The Sox try to keep the players whose names are involved in those rumors informed.
“I think it’s out of professional courtesy and professional respect to the player that you – and Ben [Cherington, general manager] has been very much involved in this, as well – is to try, just try to keep guys up to date if there’s anything that has legitimacy to a given guy, or the fact that in many cases, if not all, it’s rumor and to put their thoughts at rest,” Farrell said. “I think everybody just wants to know where they stand and what they might anticipate. So that being said, that’s the purpose behind it: to allow them to go about their work with a clear mind.”
Sending Lester away in a trade would have a huge impact on the organization – for the rest of this season and potentially well into the future.
“Last I checked he’s still in our uniform,” Farrell said. “And again, to speculate on any kind of rumors is premature, but we recognize that that’s part of the time of the year.”
David Ortiz, for one, does not want to see that happen.
“They should [keep Lester],” Ortiz said. “He’s one of the best pitchers in the game. You definitely want to rebuild around a guy like him…He take his job every seriously and he’s one of the best in the game.
“This market is a tough market. And when you have a guy that through his career playing here has been able to do what he has done, that’s a keeper. That’s a keeper. So we’ll see. We’ll see what happens.
“He’s in the top three in the league. You don’t shuffle on that. This is a guy that is very valuable to this ball club. And he’s young, very talented, won a couple of World Series. You can’t ask for no more than what he has done. He’s in his prime. What else?
“But the trading rumor about my left-hander, I think I don’t know where it come from. It might be coming from the front office or whatever, but when you are planning on trading a player like that, that caliber of player in today’s day, you must be getting half a team from some of the places. This is a really good player. And I still believe that at some point they’re going to get into an agreement and get to enjoy seeing Lester pitch for another eight, 10 years, whatever. This is a guy that you enjoy watching pitch. There’s no question about it.”

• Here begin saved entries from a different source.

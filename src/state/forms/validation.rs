//! Contact form validation rules
//!
//! Every field is checked on each pass; the resulting [`ErrorMap`] only
//! holds the fields that failed.

use regex::Regex;
use std::collections::BTreeMap;
use std::fmt;
use std::sync::OnceLock;
use thiserror::Error;

/// Minimum trimmed length of the message body, in characters
pub const MIN_MESSAGE_LEN: usize = 10;

/// Identifies one of the three contact form fields
#[derive(Debug, Clone, Copy, PartialEq, Eq, PartialOrd, Ord, Hash)]
pub enum ContactField {
    Name,
    Email,
    Message,
}

impl ContactField {
    pub const ALL: [ContactField; 3] = [Self::Name, Self::Email, Self::Message];

    pub fn key(&self) -> &'static str {
        match self {
            Self::Name => "name",
            Self::Email => "email",
            Self::Message => "message",
        }
    }
}

impl fmt::Display for ContactField {
    fn fmt(&self, f: &mut fmt::Formatter<'_>) -> fmt::Result {
        f.write_str(self.key())
    }
}

/// Per-field validation failure
#[derive(Debug, Clone, Copy, PartialEq, Eq, Error)]
pub enum FieldError {
    #[error("name required")]
    NameRequired,
    #[error("email required")]
    EmailRequired,
    #[error("invalid email format")]
    InvalidEmailFormat,
    #[error("message required")]
    MessageRequired,
    #[error("message too short")]
    MessageTooShort,
}

/// Current validation errors, keyed by field
#[derive(Debug, Clone, Default, PartialEq, Eq)]
pub struct ErrorMap {
    errors: BTreeMap<ContactField, FieldError>,
}

impl ErrorMap {
    pub fn new() -> Self {
        Self::default()
    }

    /// Remove the entry for `field`, returning it if there was one
    pub fn remove(&mut self, field: ContactField) -> Option<FieldError> {
        self.errors.remove(&field)
    }

    pub fn get(&self, field: ContactField) -> Option<FieldError> {
        self.errors.get(&field).copied()
    }

    #[cfg(test)]
    pub fn contains(&self, field: ContactField) -> bool {
        self.errors.contains_key(&field)
    }

    pub fn is_empty(&self) -> bool {
        self.errors.is_empty()
    }

    pub fn len(&self) -> usize {
        self.errors.len()
    }

    pub fn clear(&mut self) {
        self.errors.clear();
    }

    pub fn iter(&self) -> impl Iterator<Item = (ContactField, FieldError)> + '_ {
        self.errors.iter().map(|(field, error)| (*field, *error))
    }
}

impl FromIterator<(ContactField, FieldError)> for ErrorMap {
    fn from_iter<I: IntoIterator<Item = (ContactField, FieldError)>>(iter: I) -> Self {
        Self {
            errors: iter.into_iter().collect(),
        }
    }
}

fn email_pattern() -> &'static Regex {
    static EMAIL: OnceLock<Regex> = OnceLock::new();
    EMAIL.get_or_init(|| Regex::new(r"^\S+@\S+\.\S+$").expect("Invalid regex pattern"))
}

/// Whether `value` looks like `<non-space>@<non-space>.<non-space>`
pub fn is_valid_email(value: &str) -> bool {
    email_pattern().is_match(value.trim())
}

pub fn check_name(name: &str) -> Option<FieldError> {
    if name.trim().is_empty() {
        Some(FieldError::NameRequired)
    } else {
        None
    }
}

pub fn check_email(email: &str) -> Option<FieldError> {
    if email.trim().is_empty() {
        Some(FieldError::EmailRequired)
    } else if !is_valid_email(email) {
        Some(FieldError::InvalidEmailFormat)
    } else {
        None
    }
}

pub fn check_message(message: &str) -> Option<FieldError> {
    let trimmed = message.trim();
    if trimmed.is_empty() {
        Some(FieldError::MessageRequired)
    } else if trimmed.chars().count() < MIN_MESSAGE_LEN {
        Some(FieldError::MessageTooShort)
    } else {
        None
    }
}

/// Validate all three fields independently
pub fn validate(name: &str, email: &str, message: &str) -> ErrorMap {
    [
        (ContactField::Name, check_name(name)),
        (ContactField::Email, check_email(email)),
        (ContactField::Message, check_message(message)),
    ]
    .into_iter()
    .filter_map(|(field, error)| error.map(|e| (field, e)))
    .collect()
}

The Red Sox are in the unusual and uncomfortable position of being sellers at the deadline, almost unheard of for a defending World Series champion – especially one with the highest ticket prices in the game and a payroll north of $150 million.
“Nothing is for sure in baseball,” Ortiz said. “Last year nobody expected us to do what we did. We ended up doing it. This year everybody expected us to win or to get through it like we did last year. The other teams, they make adjustments, they watch video, they got scouting reports, and they found a way to hurt you. It’s not gravy as always. You learn from the year before. You learn from whatever is going on and I guess that’s what we’ve been through this year. Hopefully things get better and at some point whenever we need something to get fixed, we fix it. And life continue.”